Abstract

Due to its simplicity and intuitive interpretability, spherical k-means is often used for clustering a large number of documents. However, there exist a number of drawbacks that need to be addressed for much effective document clustering. Without well-dispersed initial points, spherical k-means fails to converge quickly, which is critical for clustering a large number of documents. Furthermore, its dense centroid vectors needlessly incorporate the impact of infrequent and less-informative words, thereby distorting the distance calculation between the document vectors.In this paper, we propose practical improvements on spherical k-means to overcome these issues during document clustering. Our proposed initialization method not only guarantees dispersed initial points, but is also up to 1000 times faster than previously well-known initialization method such as k-means++. Furthermore, we enforce sparsity on the centroid vectors by using a data-driven threshold that is capable of dynamically adjusting its value depending on the clusters.

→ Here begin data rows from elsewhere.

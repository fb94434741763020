//! Nudges for users who went quiet mid-conversation.

use rand::rngs::StdRng;
use rand::seq::SliceRandom;
use rand::SeedableRng;
use sienna_core::{ActivityTracker, Language, Messenger, UserRecord};
use sienna_memory::UserRecordStore;
use std::sync::{Arc, Mutex};
use std::time::{Duration, Instant};

const BUSY_AR: &[&str] = &["نوم", "نام", "هنام", "هريح", "مشغول", "شغل", "تعبت", "تعبان", "دور", "هروح"];
const BUSY_EN: &[&str] = &["sleep", "sleeping", "tired", "busy", "work", "rest", "go", "leave", "bed"];

const NUDGES_AR: &[&str] = &[
    "💭 **انت رحت فين؟** أنتظر ردك!",
    "😢 **انت زعلت مني ولا حاجه؟** ما تتغيبش عليا!",
    "✨ **فينك كل ده؟** اشتقتلك!",
    "🎭 **كارف وا كدا يعني؟** تعال كلمني!",
    "💔 **زهقت مني ولا ايه؟** ما تسيبنيش!",
];
const NUDGES_EN: &[&str] = &[
    "💭 **Where did you go?** Waiting for your reply!",
    "😢 **Are you upset with me?** Don't disappear on me!",
    "✨ **Where have you been?** I miss you!",
    "🎭 **Ignoring me like that?** Come talk to me!",
    "💔 **Getting tired of me?** Don't leave me!",
];

pub fn busy_keywords(language: Language) -> &'static [&'static str] {
    match language {
        Language::Ar => BUSY_AR,
        Language::En => BUSY_EN,
    }
}

pub fn nudges(language: Language) -> &'static [&'static str] {
    match language {
        Language::Ar => NUDGES_AR,
        Language::En => NUDGES_EN,
    }
}

/// Whether the user's latest message said they were stepping away.
pub fn signed_off(record: &UserRecord) -> bool {
    let Some(turn) = record.last_user_turn() else {
        return false;
    };
    let text = turn.content.to_lowercase();
    busy_keywords(record.language())
        .iter()
        .any(|k| text.contains(k))
}

pub struct InactivityWatcher {
    store: Arc<UserRecordStore>,
    activity: Arc<ActivityTracker>,
    messenger: Arc<dyn Messenger>,
    threshold: Duration,
    rng: Mutex<StdRng>,
}

impl InactivityWatcher {
    pub fn new(
        store: Arc<UserRecordStore>,
        activity: Arc<ActivityTracker>,
        messenger: Arc<dyn Messenger>,
        threshold: Duration,
    ) -> Self {
        Self {
            store,
            activity,
            messenger,
            threshold,
            rng: Mutex::new(StdRng::from_entropy()),
        }
    }

    pub fn with_rng(mut self, rng: StdRng) -> Self {
        self.rng = Mutex::new(rng);
        self
    }

    /// One pass. Returns the users nudged.
    pub async fn check(&self, now: Instant) -> Vec<String> {
        let mut nudged = Vec::new();
        for user_id in self.activity.idle_since(now, self.threshold) {
            let Some(record) = self.store.get(&user_id) else {
                continue;
            };
            if !record.profile.activated || record.last_user_turn().is_none() || signed_off(&record) {
                continue;
            }

            let text = {
                let mut rng = self.rng.lock().unwrap_or_else(|e| e.into_inner());
                let line = nudges(record.language()).choose(&mut *rng).copied().unwrap_or("💭");
                format!("```css\n[ ⏰ {} ]\n```{}", notice_label(record.language()), line)
            };
            match self.messenger.send(&user_id, &text).await {
                Ok(()) => {
                    self.activity.mark_notified(&user_id);
                    tracing::debug!("Nudged idle user {}", user_id);
                    nudged.push(user_id);
                }
                Err(e) => tracing::debug!("Nudge to {} not delivered: {}", user_id, e),
            }
        }
        nudged
    }

    pub async fn run(self, period: Duration) {
        let mut ticker = crate::ticker(period);
        loop {
            ticker.tick().await;
            self.check(Instant::now()).await;
        }
    }
}

fn notice_label(language: Language) -> &'static str {
    match language {
        Language::Ar => "إشعار",
        Language::En => "Notice",
    }
}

Additionally, we propose an unsupervised cluster labeling method that effectively extracts meaningful keywords to describe each cluster.We have tested our improvements on seven different text datasets that include both new and publicly available datasets. Based on our experiments on these datasets, we have found that our proposed improvements successfully overcome the drawbacks of spherical k-means in significantly reduced computation time. Furthermore, we have qualitatively verified the performance of the proposed cluster labeling method by extracting descriptive keywords of the clusters from these datasets.